Je l'ai appris de la bouche même des Polonais : Il y a deux Polognes, la A, à l'ouest de Varsovie, et la B au-delà, jusqu'aux frontières biélorusse, russe et ukrainienne....Comme si ce pays avait du mal, encore et toujours, à se reconnaître comme définitivement assis sur sa chaise.
Comme un et indivisible.
Car « « frontière » est en Pologne un mot indécis et fourbe. Un mot qui bouge comme les feux follets des cimetières de novembre, un mot qui se dit dans toutes les langues pour ne pas forcément dire les mêmes choses définitives.
Un mot de la fortune des armes et des imperfections de l'histoire.
La Pologne B, celle que je hante de ma vie, de mon regard et de ma langue maternelle, est rurale.

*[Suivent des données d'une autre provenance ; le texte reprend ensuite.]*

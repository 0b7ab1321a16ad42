//! Interface of the remote contact store as seen by the list layer.

use super::cache::ResultSetKey;
use crate::domain::error::Result;
use crate::domain::{Contact, ContactId, NewContact, SearchPattern};
use futures_util::future::LocalBoxFuture;

/// Request/response API of the contact store.
///
/// Reads return futures so the coordinator can join all three of a generation
/// on one task. Cache maintenance is synchronous and best effort.
pub trait ContactApi {
    /// All contacts whose id is in `ids`. No search, no paging.
    fn query_favorites(&self, ids: Vec<ContactId>) -> LocalBoxFuture<'_, Result<Vec<Contact>>>;

    /// Contacts not in `exclude` matching `search`, ordered by creation, at most
    /// `limit` rows starting at `offset`.
    fn query_others(
        &self,
        search: SearchPattern,
        exclude: Vec<ContactId>,
        offset: usize,
        limit: usize,
    ) -> LocalBoxFuture<'_, Result<Vec<Contact>>>;

    /// Number of contacts `query_others` pages through for the same arguments.
    fn count_others(&self, search: SearchPattern, exclude: Vec<ContactId>) -> LocalBoxFuture<'_, Result<usize>>;

    /// Creates a contact. Fails with `Validation` when the service rejects the
    /// payload and `Transport` otherwise.
    fn create_contact(&self, contact: NewContact) -> LocalBoxFuture<'_, Result<Contact>>;

    fn update_contact(&self, id: ContactId, contact: NewContact) -> LocalBoxFuture<'_, Result<Contact>>;

    fn delete_contact(&self, id: ContactId) -> LocalBoxFuture<'_, Result<ContactId>>;

    /// Evicts the cached entries selected by `key`, returning how many were dropped.
    ///
    /// # Errors
    ///
    /// Returns `Cache` when the cache cannot be updated right now.
    fn invalidate(&self, key: &ResultSetKey) -> Result<usize>;

    /// Evicts every cached entry.
    ///
    /// # Errors
    ///
    /// Returns `Cache` when the cache cannot be updated right now.
    fn evict_all(&self) -> Result<()>;
}
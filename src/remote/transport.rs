//! Message transport between the client and the contact service.

use crate::domain::error::{PhonebookError, Result};
use crate::worker::{ContactWorker, WorkerMessage, WorkerResponse};
use futures_util::future::{self, FutureExt, LocalBoxFuture};
use std::cell::RefCell;

/// Carries one request to the contact service and yields its response.
pub trait Transport {
    fn send(&self, message: WorkerMessage) -> LocalBoxFuture<'_, Result<WorkerResponse>>;
}

/// In-process transport to a [`ContactWorker`].
///
/// Requests and responses still cross a JSON boundary so the client exercises
/// the same protocol a remote service would speak.
pub struct LocalTransport {
    worker: RefCell<ContactWorker>,
}

impl LocalTransport {
    #[must_use]
    pub fn new(worker: ContactWorker) -> Self {
        Self {
            worker: RefCell::new(worker),
        }
    }

    fn exchange(&self, message: &WorkerMessage) -> Result<WorkerResponse> {
        let payload = serde_json::to_string(message)
            .map_err(|e| PhonebookError::Transport(format!("failed to serialize request: {e}")))?;

        let reply = self
            .worker
            .try_borrow_mut()
            .map_err(|_| PhonebookError::Transport("contact service is busy".to_string()))?
            .on_message(&payload)?;

        serde_json::from_str(&reply)
            .map_err(|e| PhonebookError::Transport(format!("failed to deserialize response: {e}")))
    }
}

impl Transport for LocalTransport {
    fn send(&self, message: WorkerMessage) -> LocalBoxFuture<'_, Result<WorkerResponse>> {
        let _span = tracing::debug_span!(
            "transport_send",
            request_id = message.request_id(),
            operation = message.operation()
        )
        .entered();

        future::ready(self.exchange(&message)).boxed_local()
    }
}
//! # Progress Module
//!
//! Per-level completion records and the last-played marker, persisted
//! through a pluggable string key-value store. The game runs against a
//! JSON file on disk; tests run against plain memory. Stored data is
//! advisory: anything absent or corrupt reads back as "never played" and
//! is reported through the log, never through an error.

use log::{debug, warn};
use serde::{Deserialize, Serialize};
use std::collections::HashMap;
use std::fs;
use std::path::PathBuf;

/// String key-value storage for game progress.
///
/// Writes are fire-and-forget: implementations swallow and log their own
/// failures so gameplay never stalls on persistence.
pub trait ProgressStore: std::fmt::Debug {
    /// Returns the stored value for `key`, if any.
    fn get(&self, key: &str) -> Option<String>;

    /// Stores `value` under `key`, replacing any previous value.
    fn set(&mut self, key: &str, value: &str);
}

/// Volatile in-memory store.
#[derive(Debug, Clone, Default)]
pub struct MemoryStore {
    values: HashMap<String, String>,
}

impl MemoryStore {
    /// Creates an empty store.
    pub fn new() -> Self {
        Self::default()
    }
}

impl ProgressStore for MemoryStore {
    fn get(&self, key: &str) -> Option<String> {
        self.values.get(key).cloned()
    }

    fn set(&mut self, key: &str, value: &str) {
        self.values.insert(key.to_string(), value.to_string());
    }
}

/// File-backed store holding all keys in one JSON object.
///
/// The whole map is rewritten on every `set`. A missing file is a normal
/// first run; an unreadable or corrupt file degrades to an empty store
/// with a warning.
#[derive(Debug)]
pub struct JsonFileStore {
    path: PathBuf,
    values: HashMap<String, String>,
}

impl JsonFileStore {
    /// Opens the store at `path`, loading whatever is already there.
    pub fn open(path: impl Into<PathBuf>) -> Self {
        let path = path.into();
        let values = match fs::read_to_string(&path) {
            Ok(text) => match serde_json::from_str(&text) {
                Ok(values) => values,
                Err(e) => {
                    warn!(
                        "save file {} is corrupt ({e}), starting fresh",
                        path.display()
                    );
                    HashMap::new()
                }
            },
            Err(e) if e.kind() == std::io::ErrorKind::NotFound => {
                debug!("no save file at {}, starting fresh", path.display());
                HashMap::new()
            }
            Err(e) => {
                warn!("could not read save file {}: {e}", path.display());
                HashMap::new()
            }
        };
        Self { path, values }
    }

    fn persist(&self) {
        match serde_json::to_string_pretty(&self.values) {
            Ok(payload) => {
                if let Err(e) = fs::write(&self.path, payload) {
                    warn!("could not write save file {}: {e}", self.path.display());
                }
            }
            Err(e) => warn!("could not encode save data: {e}"),
        }
    }
}

impl ProgressStore for JsonFileStore {
    fn get(&self, key: &str) -> Option<String> {
        self.values.get(key).cloned()
    }

    fn set(&mut self, key: &str, value: &str) {
        self.values.insert(key.to_string(), value.to_string());
        self.persist();
    }
}

/// What is known about one level across sessions.
#[derive(Debug, Clone, Copy, PartialEq, Eq, Default, Serialize, Deserialize)]
pub struct LevelRecord {
    /// Whether the level was ever completed
    pub completed: bool,
    /// Fewest moves of any completion
    pub best_moves: Option<u32>,
}

/// Result of recording one completion.
#[derive(Debug, Clone, Copy, PartialEq, Eq)]
pub struct CompletionUpdate {
    /// The best move count on record before this completion
    pub previous_best: Option<u32>,
    /// Whether this completion became the new best
    pub is_new_best: bool,
}

/// Reads and writes level records through a [`ProgressStore`].
///
/// Records live under `level_{index}` as JSON; the last-played marker
/// lives under `last_level` as a plain number.
///
/// # Examples
///
/// ```
/// use mushman::{MemoryStore, ProgressTracker};
///
/// let mut tracker = ProgressTracker::new(Box::new(MemoryStore::new()));
///
/// let first = tracker.record_completion(0, 12);
/// assert!(first.is_new_best);
/// assert_eq!(first.previous_best, None);
///
/// let slower = tracker.record_completion(0, 20);
/// assert!(!slower.is_new_best);
/// assert_eq!(slower.previous_best, Some(12));
/// assert_eq!(tracker.level_record(0).best_moves, Some(12));
/// ```
#[derive(Debug)]
pub struct ProgressTracker {
    store: Box<dyn ProgressStore>,
}

impl ProgressTracker {
    /// Creates a tracker over the given store.
    pub fn new(store: Box<dyn ProgressStore>) -> Self {
        Self { store }
    }

    fn level_key(index: usize) -> String {
        format!("level_{index}")
    }

    /// The stored record for a level, defaulting to unplayed.
    pub fn level_record(&self, index: usize) -> LevelRecord {
        let Some(raw) = self.store.get(&Self::level_key(index)) else {
            return LevelRecord::default();
        };
        match serde_json::from_str(&raw) {
            Ok(record) => record,
            Err(e) => {
                warn!("record for level {index} is corrupt ({e}), treating as unplayed");
                LevelRecord::default()
            }
        }
    }

    /// Records a completion in `moves` moves.
    ///
    /// The first completion always sets the best; later ones only improve
    /// it when strictly fewer moves were used.
    pub fn record_completion(&mut self, index: usize, moves: u32) -> CompletionUpdate {
        let previous_best = self.level_record(index).best_moves;
        let is_new_best = previous_best.map_or(true, |best| moves < best);
        let record = LevelRecord {
            completed: true,
            best_moves: match previous_best {
                Some(best) if moves >= best => Some(best),
                _ => Some(moves),
            },
        };
        match serde_json::to_string(&record) {
            Ok(payload) => self.store.set(&Self::level_key(index), &payload),
            Err(e) => warn!("could not encode record for level {index}: {e}"),
        }
        CompletionUpdate {
            previous_best,
            is_new_best,
        }
    }

    /// The level index to resume at, defaulting to the first level.
    pub fn last_level(&self) -> usize {
        self.store
            .get("last_level")
            .and_then(|raw| raw.parse().ok())
            .unwrap_or(0)
    }

    /// Remembers `index` as the level to resume at.
    pub fn set_last_level(&mut self, index: usize) {
        self.store.set("last_level", &index.to_string());
    }
}

#[cfg(test)]
mod tests {
    use super::*;

    #[test]
    fn test_memory_store_round_trip() {
        let mut store = MemoryStore::new();
        assert_eq!(store.get("missing"), None);
        store.set("a", "1");
        store.set("a", "2");
        assert_eq!(store.get("a"), Some("2".to_string()));
    }

    #[test]
    fn test_unplayed_level_defaults() {
        let tracker = ProgressTracker::new(Box::new(MemoryStore::new()));
        let record = tracker.level_record(7);
        assert!(!record.completed);
        assert_eq!(record.best_moves, None);
    }

    #[test]
    fn test_first_completion_sets_best() {
        let mut tracker = ProgressTracker::new(Box::new(MemoryStore::new()));
        let update = tracker.record_completion(0, 30);
        assert!(update.is_new_best);
        assert_eq!(update.previous_best, None);
        assert_eq!(tracker.level_record(0).best_moves, Some(30));
        assert!(tracker.level_record(0).completed);
    }

    #[test]
    fn test_worse_completion_keeps_best() {
        let mut tracker = ProgressTracker::new(Box::new(MemoryStore::new()));
        tracker.record_completion(0, 10);
        let update = tracker.record_completion(0, 15);
        assert!(!update.is_new_best);
        assert_eq!(update.previous_best, Some(10));
        assert_eq!(tracker.level_record(0).best_moves, Some(10));
    }

    #[test]
    fn test_equal_completion_is_not_new_best() {
        let mut tracker = ProgressTracker::new(Box::new(MemoryStore::new()));
        tracker.record_completion(0, 10);
        let update = tracker.record_completion(0, 10);
        assert!(!update.is_new_best);
        assert_eq!(tracker.level_record(0).best_moves, Some(10));
    }

    #[test]
    fn test_better_completion_updates_best() {
        let mut tracker = ProgressTracker::new(Box::new(MemoryStore::new()));
        tracker.record_completion(0, 10);
        let update = tracker.record_completion(0, 8);
        assert!(update.is_new_best);
        assert_eq!(update.previous_best, Some(10));
        assert_eq!(tracker.level_record(0).best_moves, Some(8));
    }

    #[test]
    fn test_corrupt_record_reads_as_unplayed() {
        let mut store = MemoryStore::new();
        store.set("level_3", "{not json");
        let tracker = ProgressTracker::new(Box::new(store));
        assert_eq!(tracker.level_record(3), LevelRecord::default());
    }

    #[test]
    fn test_last_level_round_trip() {
        let mut tracker = ProgressTracker::new(Box::new(MemoryStore::new()));
        assert_eq!(tracker.last_level(), 0);
        tracker.set_last_level(4);
        assert_eq!(tracker.last_level(), 4);
    }

    #[test]
    fn test_corrupt_last_level_defaults_to_first() {
        let mut store = MemoryStore::new();
        store.set("last_level", "four");
        let tracker = ProgressTracker::new(Box::new(store));
        assert_eq!(tracker.last_level(), 0);
    }

    #[test]
    fn test_levels_tracked_independently() {
        let mut tracker = ProgressTracker::new(Box::new(MemoryStore::new()));
        tracker.record_completion(0, 5);
        tracker.record_completion(2, 9);
        assert_eq!(tracker.level_record(0).best_moves, Some(5));
        assert_eq!(tracker.level_record(1).best_moves, None);
        assert_eq!(tracker.level_record(2).best_moves, Some(9));
    }
}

Deux grandes villes seulement, Lublin au sud et Białystok au nord. Et c'est un pays tourné vers les vents d'est, un pays en bois le long de routes interminables sur la blancheur d'une plaine. Un pays où les gens savent le prix d'un pays et voient les grandes mutations avec encore un demi-sourire accroché au coin des lèvres.
La Pologne A, elle, a la mémoire plus guérie, plus tournée vers les nuées océanes, vers le nouveau monde. Ses grandes cités , Wrocław, Poznań, Katowice, ont leurs pierres taillées dans l'architecture de l'ancienne Allemagne et la même frénésie désordonnée que leurs sœurs occidentales.
Ici, à l'est, on flotte dans l'époque, toujours un peu sceptique : L'histoire, enfin, a t-elle jeté son venin et la route est-elle vraiment libre pour escalader les siècles futurs ? Le grand voisin est là, à un vol de cigognes, de l'autre côté de la rivière Bug... Son ombre tarde à disparaître des mémoires et les mains tardent à se tendre pour une fraternelle embrassade.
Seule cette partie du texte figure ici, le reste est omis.